--- How to complete this task ---
Compute how many lines in the entries below include the string "body". Only the number is wanted.

--- Record excerpts ---
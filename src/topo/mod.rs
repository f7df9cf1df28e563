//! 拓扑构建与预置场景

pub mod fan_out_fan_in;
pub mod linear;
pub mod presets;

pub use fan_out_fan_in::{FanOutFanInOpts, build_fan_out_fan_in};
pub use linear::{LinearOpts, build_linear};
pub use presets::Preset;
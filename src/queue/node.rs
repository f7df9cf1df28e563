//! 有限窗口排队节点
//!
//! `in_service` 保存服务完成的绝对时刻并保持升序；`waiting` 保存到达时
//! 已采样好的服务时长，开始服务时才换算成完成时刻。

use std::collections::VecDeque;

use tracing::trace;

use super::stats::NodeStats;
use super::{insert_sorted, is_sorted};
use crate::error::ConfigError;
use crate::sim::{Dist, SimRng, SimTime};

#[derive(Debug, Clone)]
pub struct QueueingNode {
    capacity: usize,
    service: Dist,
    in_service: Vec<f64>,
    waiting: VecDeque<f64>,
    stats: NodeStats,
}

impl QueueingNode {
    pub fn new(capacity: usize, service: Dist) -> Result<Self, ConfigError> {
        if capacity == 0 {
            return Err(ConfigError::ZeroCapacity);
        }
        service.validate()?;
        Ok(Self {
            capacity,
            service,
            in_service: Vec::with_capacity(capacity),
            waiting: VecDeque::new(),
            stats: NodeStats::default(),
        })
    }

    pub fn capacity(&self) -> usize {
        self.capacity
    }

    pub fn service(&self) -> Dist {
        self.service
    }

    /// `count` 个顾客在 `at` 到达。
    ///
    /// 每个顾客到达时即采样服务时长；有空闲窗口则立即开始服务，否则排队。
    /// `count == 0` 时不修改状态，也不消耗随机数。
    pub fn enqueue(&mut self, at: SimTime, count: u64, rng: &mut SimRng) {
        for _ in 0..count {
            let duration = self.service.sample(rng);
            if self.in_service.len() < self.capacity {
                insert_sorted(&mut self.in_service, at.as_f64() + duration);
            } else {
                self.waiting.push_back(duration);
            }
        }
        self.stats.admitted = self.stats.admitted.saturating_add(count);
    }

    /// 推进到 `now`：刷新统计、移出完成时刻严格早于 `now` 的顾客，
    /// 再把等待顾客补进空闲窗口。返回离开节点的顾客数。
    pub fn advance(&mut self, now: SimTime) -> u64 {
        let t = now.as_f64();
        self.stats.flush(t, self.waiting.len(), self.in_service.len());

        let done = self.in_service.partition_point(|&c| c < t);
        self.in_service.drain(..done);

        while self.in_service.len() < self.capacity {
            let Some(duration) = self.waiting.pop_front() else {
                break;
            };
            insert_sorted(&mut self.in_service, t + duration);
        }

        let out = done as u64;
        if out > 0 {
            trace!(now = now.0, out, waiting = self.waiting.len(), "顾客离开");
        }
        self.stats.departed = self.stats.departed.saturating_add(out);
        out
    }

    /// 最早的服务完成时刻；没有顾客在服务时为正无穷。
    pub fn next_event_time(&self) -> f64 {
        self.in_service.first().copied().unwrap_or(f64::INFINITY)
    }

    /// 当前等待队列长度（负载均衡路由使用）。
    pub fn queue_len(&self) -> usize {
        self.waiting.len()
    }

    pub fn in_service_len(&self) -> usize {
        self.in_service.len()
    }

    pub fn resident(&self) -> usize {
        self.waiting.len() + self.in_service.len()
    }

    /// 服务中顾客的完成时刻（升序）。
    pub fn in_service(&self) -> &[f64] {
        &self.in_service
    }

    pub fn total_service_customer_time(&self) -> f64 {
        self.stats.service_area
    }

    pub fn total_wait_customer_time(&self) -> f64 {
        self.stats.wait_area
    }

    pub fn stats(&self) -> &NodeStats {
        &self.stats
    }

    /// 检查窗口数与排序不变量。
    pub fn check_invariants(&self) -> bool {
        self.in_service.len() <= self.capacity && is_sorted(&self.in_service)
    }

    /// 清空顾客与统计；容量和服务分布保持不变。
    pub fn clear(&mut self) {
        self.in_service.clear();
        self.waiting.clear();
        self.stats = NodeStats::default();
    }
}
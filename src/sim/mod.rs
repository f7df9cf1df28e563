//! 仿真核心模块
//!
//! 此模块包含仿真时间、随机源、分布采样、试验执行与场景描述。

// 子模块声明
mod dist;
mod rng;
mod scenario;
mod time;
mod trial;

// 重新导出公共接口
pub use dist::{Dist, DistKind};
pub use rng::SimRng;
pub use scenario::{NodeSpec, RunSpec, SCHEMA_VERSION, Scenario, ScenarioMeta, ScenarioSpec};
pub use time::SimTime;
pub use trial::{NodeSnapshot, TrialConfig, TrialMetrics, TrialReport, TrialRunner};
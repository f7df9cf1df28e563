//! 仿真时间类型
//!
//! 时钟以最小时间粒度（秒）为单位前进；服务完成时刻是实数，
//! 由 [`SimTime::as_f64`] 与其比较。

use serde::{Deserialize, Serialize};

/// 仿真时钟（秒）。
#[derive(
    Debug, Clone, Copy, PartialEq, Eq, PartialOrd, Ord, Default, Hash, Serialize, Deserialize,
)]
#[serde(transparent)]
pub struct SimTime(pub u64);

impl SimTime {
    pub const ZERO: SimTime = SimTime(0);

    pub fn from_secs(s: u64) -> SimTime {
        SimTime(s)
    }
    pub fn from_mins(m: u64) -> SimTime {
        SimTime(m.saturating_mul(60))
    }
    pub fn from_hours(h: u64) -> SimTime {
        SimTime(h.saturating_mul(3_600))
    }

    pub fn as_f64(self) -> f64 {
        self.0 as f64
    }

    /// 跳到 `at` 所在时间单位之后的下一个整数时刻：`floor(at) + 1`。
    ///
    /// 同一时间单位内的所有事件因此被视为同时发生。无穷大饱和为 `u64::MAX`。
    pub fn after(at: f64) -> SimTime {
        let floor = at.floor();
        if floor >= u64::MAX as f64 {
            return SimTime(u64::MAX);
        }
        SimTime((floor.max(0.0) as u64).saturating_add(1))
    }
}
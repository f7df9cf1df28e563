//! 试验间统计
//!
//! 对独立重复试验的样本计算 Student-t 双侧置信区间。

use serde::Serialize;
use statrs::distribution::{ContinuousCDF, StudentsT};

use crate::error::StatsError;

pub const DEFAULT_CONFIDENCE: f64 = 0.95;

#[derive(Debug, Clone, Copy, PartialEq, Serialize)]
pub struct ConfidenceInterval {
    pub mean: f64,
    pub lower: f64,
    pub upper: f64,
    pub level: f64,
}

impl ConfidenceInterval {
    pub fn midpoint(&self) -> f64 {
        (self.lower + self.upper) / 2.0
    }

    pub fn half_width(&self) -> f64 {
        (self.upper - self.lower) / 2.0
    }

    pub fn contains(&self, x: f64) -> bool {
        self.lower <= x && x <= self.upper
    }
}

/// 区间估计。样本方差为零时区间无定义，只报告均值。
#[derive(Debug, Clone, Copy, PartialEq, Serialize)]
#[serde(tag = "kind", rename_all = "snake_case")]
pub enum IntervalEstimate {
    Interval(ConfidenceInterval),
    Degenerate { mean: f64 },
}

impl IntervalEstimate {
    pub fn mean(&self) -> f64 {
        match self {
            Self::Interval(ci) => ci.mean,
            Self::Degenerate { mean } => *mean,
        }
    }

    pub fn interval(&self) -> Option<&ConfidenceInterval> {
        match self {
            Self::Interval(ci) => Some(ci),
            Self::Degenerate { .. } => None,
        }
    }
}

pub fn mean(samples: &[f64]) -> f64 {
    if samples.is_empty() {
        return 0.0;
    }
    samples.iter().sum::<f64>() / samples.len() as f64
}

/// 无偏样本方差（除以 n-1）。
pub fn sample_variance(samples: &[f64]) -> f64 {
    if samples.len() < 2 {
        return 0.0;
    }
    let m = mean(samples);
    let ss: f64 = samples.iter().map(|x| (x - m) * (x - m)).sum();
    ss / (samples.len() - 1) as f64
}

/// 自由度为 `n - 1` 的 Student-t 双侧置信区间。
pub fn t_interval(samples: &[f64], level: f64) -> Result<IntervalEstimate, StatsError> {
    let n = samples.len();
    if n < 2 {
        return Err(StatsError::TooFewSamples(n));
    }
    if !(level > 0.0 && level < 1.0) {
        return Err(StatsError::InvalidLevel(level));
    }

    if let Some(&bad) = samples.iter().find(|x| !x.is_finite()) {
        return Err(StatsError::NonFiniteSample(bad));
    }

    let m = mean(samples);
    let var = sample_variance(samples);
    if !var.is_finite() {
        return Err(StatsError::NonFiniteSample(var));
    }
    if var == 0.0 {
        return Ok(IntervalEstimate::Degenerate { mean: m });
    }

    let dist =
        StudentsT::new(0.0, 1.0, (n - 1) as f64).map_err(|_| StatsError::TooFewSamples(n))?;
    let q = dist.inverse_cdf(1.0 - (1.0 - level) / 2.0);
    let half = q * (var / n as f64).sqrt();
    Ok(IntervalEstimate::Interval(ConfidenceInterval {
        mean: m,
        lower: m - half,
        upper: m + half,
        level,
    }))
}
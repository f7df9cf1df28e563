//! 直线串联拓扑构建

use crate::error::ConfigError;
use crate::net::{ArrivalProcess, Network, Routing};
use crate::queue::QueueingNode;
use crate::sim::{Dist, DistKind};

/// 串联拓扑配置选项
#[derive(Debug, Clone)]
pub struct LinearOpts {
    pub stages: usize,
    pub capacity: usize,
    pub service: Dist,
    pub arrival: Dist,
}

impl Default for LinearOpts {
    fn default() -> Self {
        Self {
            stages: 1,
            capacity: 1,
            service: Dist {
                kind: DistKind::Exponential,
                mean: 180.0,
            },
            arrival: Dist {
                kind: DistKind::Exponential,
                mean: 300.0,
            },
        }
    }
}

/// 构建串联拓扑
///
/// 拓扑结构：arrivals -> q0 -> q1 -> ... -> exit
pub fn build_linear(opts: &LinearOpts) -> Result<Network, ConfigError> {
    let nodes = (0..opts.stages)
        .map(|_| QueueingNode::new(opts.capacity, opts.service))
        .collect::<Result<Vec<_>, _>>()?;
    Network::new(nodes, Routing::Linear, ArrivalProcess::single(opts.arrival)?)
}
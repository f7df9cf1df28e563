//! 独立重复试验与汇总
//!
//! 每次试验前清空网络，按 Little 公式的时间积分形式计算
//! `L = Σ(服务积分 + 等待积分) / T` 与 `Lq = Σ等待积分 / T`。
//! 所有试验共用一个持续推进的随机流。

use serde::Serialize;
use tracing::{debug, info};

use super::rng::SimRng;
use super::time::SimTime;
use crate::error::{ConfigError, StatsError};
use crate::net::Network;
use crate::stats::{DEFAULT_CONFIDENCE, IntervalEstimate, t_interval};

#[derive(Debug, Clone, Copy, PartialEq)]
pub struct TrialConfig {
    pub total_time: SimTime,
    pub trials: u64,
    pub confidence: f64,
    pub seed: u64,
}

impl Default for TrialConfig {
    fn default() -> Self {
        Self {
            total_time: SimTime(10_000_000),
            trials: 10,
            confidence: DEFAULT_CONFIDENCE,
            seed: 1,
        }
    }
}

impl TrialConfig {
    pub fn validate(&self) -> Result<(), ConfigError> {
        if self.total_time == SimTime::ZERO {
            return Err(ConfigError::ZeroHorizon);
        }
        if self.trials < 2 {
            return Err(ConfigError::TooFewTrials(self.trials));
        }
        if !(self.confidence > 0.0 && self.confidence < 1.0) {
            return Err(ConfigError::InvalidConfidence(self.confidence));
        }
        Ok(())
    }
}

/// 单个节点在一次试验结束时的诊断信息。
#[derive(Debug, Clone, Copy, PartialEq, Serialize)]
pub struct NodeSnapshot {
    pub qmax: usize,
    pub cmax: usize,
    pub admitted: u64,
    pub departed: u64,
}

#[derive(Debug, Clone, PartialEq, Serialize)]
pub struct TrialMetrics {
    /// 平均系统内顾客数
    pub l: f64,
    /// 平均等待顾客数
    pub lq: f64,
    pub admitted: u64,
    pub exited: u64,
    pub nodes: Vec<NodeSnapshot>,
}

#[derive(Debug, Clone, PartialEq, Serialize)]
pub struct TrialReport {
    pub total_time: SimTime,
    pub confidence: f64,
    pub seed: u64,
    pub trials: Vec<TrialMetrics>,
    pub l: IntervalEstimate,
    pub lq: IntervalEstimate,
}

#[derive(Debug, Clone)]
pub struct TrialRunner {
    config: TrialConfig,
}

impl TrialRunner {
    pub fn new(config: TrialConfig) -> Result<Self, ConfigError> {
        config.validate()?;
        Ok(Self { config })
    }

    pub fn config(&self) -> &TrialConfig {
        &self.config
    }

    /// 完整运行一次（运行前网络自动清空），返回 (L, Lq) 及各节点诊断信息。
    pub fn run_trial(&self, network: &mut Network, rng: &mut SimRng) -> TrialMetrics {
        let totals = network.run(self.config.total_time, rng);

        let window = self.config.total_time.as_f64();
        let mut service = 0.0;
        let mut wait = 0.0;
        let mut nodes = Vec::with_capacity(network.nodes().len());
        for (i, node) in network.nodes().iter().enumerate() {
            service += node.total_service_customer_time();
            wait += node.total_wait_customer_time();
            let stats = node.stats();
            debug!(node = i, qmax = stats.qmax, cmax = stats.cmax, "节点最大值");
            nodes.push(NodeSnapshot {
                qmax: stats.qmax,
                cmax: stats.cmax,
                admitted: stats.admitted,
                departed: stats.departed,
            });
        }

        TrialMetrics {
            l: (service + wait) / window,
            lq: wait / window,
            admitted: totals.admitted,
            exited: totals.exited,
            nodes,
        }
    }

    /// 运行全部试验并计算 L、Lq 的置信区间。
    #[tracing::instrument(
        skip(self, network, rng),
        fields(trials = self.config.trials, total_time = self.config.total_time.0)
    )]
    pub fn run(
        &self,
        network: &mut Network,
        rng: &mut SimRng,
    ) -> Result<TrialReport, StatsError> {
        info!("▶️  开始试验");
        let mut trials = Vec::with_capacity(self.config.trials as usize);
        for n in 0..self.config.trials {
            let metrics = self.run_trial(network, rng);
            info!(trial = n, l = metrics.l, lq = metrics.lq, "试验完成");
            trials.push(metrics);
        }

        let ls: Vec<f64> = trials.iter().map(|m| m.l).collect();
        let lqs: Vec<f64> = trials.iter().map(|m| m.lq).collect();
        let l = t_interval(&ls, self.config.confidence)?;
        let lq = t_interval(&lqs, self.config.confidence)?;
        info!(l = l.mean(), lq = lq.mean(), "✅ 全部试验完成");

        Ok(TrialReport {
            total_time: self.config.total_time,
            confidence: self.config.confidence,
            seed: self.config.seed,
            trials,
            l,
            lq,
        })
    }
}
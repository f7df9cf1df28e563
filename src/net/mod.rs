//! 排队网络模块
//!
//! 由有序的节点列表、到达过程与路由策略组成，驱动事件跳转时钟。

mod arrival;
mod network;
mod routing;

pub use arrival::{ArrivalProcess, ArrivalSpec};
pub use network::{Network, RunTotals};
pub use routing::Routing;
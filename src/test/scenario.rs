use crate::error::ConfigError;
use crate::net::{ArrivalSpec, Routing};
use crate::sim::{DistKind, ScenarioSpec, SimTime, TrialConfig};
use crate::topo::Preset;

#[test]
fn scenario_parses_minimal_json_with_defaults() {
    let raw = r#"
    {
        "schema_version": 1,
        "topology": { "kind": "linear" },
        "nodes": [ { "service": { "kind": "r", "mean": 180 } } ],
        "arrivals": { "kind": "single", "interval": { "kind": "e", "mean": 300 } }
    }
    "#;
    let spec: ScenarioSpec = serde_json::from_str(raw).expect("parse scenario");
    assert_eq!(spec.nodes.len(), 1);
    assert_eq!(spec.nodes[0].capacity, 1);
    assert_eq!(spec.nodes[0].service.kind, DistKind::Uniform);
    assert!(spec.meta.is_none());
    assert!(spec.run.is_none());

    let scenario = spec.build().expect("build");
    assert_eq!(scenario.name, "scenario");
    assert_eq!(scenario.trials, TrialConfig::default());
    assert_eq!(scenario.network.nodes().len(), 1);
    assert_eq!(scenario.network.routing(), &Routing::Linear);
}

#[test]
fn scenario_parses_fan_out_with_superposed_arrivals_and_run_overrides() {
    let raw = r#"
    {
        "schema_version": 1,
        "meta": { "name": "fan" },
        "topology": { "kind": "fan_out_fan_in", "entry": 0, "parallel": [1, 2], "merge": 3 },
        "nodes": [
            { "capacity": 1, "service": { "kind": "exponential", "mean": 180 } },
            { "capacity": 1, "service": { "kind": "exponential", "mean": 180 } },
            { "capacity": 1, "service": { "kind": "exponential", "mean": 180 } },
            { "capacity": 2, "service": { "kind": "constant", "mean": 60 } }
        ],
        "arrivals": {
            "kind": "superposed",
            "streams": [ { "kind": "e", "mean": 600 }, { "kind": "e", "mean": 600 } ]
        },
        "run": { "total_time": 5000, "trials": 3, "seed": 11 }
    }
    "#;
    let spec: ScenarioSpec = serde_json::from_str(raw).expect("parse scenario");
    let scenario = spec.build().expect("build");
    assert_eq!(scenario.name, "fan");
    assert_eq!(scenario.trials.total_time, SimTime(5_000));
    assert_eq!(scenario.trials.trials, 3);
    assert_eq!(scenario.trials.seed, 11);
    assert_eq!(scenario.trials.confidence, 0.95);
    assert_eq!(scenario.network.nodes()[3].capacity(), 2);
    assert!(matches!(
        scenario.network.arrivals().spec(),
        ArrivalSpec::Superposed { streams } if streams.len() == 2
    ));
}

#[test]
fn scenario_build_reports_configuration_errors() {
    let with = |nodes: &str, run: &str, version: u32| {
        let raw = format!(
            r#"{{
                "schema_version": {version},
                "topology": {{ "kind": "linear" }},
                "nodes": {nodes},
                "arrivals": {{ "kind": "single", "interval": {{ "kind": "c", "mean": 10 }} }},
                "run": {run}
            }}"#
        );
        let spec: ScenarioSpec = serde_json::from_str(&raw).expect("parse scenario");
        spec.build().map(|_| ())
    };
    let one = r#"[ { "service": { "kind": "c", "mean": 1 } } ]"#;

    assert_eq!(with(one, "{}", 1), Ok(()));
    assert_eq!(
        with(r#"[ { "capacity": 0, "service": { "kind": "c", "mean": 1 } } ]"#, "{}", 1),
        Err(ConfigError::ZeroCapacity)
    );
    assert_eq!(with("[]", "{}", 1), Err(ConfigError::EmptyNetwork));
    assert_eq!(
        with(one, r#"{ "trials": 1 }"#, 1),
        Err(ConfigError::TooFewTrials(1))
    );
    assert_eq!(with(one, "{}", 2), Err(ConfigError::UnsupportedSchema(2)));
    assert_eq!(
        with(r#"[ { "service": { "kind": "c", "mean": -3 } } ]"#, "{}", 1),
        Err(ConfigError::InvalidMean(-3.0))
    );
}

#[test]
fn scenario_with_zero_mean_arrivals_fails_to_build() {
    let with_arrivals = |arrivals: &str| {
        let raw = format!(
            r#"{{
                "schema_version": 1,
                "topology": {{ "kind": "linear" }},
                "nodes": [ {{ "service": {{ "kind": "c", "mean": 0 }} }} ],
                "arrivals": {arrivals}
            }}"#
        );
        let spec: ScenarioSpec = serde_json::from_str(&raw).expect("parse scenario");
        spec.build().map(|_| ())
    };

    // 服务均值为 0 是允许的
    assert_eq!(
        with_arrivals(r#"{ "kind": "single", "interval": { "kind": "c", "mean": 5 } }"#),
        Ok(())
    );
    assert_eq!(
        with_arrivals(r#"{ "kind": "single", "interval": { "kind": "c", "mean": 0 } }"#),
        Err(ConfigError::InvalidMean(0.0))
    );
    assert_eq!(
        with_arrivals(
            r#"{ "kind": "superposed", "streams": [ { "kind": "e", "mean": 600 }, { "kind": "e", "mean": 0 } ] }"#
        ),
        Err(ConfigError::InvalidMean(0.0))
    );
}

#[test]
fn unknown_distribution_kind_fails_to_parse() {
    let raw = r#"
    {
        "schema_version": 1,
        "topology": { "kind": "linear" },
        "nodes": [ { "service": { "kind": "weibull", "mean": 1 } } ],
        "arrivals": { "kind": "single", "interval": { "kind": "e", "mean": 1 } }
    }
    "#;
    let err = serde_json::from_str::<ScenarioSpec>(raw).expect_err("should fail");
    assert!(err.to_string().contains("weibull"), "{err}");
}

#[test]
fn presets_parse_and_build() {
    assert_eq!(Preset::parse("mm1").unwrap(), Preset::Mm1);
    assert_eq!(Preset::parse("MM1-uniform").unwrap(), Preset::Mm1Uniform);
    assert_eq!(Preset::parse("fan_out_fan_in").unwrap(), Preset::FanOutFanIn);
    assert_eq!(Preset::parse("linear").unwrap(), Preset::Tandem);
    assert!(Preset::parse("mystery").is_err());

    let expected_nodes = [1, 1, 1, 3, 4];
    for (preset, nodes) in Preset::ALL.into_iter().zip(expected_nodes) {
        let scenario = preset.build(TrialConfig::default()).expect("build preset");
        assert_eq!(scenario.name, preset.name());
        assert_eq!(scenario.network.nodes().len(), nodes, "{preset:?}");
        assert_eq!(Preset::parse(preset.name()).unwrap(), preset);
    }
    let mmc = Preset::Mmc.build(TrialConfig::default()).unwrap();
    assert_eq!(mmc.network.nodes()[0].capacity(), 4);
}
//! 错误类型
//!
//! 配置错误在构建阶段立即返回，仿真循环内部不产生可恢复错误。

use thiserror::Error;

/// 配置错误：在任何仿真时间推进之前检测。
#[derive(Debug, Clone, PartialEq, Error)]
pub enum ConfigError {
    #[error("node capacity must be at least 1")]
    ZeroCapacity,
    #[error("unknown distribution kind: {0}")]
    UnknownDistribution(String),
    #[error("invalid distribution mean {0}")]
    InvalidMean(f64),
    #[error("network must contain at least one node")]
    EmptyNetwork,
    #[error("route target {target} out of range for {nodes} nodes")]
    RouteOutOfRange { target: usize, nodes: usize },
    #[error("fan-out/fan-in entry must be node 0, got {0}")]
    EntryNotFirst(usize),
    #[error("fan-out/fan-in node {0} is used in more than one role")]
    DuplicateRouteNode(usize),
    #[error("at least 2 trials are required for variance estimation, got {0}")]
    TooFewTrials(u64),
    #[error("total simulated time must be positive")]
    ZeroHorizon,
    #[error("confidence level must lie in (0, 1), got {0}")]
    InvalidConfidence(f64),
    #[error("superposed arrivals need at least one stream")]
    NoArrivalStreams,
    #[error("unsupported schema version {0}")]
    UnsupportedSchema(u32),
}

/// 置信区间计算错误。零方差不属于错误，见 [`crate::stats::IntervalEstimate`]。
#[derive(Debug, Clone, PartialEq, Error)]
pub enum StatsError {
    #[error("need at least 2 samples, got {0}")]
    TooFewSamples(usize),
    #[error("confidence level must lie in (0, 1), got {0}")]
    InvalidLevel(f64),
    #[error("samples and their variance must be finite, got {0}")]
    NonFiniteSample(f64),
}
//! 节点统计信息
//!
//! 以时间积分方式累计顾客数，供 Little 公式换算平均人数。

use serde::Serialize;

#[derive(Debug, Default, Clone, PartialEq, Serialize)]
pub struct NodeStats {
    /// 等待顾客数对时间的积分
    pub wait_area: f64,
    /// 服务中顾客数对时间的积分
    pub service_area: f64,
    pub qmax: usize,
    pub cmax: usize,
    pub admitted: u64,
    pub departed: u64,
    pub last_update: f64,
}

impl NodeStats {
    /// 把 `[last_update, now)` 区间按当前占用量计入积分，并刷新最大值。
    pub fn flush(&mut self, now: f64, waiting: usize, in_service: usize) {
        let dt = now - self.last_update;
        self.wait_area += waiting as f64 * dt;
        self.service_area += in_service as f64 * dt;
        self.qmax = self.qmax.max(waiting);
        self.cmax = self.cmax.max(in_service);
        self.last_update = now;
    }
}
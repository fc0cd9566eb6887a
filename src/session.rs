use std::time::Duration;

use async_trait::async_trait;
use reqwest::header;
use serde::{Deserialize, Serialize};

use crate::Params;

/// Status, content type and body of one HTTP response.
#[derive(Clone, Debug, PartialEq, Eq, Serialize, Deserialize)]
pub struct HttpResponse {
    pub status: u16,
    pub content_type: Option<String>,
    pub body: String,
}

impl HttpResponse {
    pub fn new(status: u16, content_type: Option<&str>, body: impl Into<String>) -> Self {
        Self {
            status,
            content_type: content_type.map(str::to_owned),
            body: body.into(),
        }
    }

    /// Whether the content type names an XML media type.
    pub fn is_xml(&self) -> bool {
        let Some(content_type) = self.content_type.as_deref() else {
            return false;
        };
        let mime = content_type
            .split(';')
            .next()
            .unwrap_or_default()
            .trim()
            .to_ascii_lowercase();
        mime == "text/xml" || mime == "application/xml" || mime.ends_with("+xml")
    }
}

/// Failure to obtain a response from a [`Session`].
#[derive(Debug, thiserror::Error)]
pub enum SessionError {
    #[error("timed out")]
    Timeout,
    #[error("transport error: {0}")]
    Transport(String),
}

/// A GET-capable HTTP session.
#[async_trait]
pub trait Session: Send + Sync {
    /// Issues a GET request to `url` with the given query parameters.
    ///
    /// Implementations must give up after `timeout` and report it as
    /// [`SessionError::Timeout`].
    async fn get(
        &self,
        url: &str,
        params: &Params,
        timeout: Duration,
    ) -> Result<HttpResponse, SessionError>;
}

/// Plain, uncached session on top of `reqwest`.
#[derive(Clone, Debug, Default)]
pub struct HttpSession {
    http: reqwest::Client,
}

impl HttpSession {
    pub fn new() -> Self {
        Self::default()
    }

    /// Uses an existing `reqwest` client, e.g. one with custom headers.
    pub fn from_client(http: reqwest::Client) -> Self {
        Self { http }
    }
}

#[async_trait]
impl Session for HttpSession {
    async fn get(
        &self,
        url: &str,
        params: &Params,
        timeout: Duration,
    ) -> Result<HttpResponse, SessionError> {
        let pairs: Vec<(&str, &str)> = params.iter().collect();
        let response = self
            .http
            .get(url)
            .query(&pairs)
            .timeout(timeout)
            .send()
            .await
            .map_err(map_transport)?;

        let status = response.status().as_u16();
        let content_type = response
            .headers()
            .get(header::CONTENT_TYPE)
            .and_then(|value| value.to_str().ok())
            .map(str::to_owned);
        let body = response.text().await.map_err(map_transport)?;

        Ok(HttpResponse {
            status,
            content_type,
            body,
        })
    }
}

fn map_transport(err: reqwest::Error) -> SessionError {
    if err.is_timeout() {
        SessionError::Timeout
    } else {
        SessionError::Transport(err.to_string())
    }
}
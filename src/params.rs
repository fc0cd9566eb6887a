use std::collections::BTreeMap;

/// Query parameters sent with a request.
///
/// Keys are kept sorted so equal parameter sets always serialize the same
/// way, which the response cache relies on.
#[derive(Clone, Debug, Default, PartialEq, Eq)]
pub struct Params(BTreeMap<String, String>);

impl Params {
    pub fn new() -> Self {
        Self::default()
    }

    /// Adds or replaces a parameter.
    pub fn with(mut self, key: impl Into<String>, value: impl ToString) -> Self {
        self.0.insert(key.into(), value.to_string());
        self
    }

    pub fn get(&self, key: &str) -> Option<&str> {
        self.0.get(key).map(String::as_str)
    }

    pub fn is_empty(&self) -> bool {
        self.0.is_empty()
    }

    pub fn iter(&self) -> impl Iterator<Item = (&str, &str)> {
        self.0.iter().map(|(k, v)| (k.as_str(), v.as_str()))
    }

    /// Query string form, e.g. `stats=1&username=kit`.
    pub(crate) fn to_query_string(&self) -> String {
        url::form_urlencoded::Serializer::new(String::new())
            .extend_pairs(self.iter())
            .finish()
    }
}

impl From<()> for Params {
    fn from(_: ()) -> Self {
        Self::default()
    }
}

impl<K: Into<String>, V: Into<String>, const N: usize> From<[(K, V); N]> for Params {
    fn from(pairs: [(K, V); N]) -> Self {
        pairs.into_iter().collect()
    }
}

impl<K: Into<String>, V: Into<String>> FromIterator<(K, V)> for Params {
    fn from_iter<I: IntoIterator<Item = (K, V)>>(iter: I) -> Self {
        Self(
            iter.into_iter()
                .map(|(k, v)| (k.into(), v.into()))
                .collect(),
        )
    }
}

--- Written answer ---
6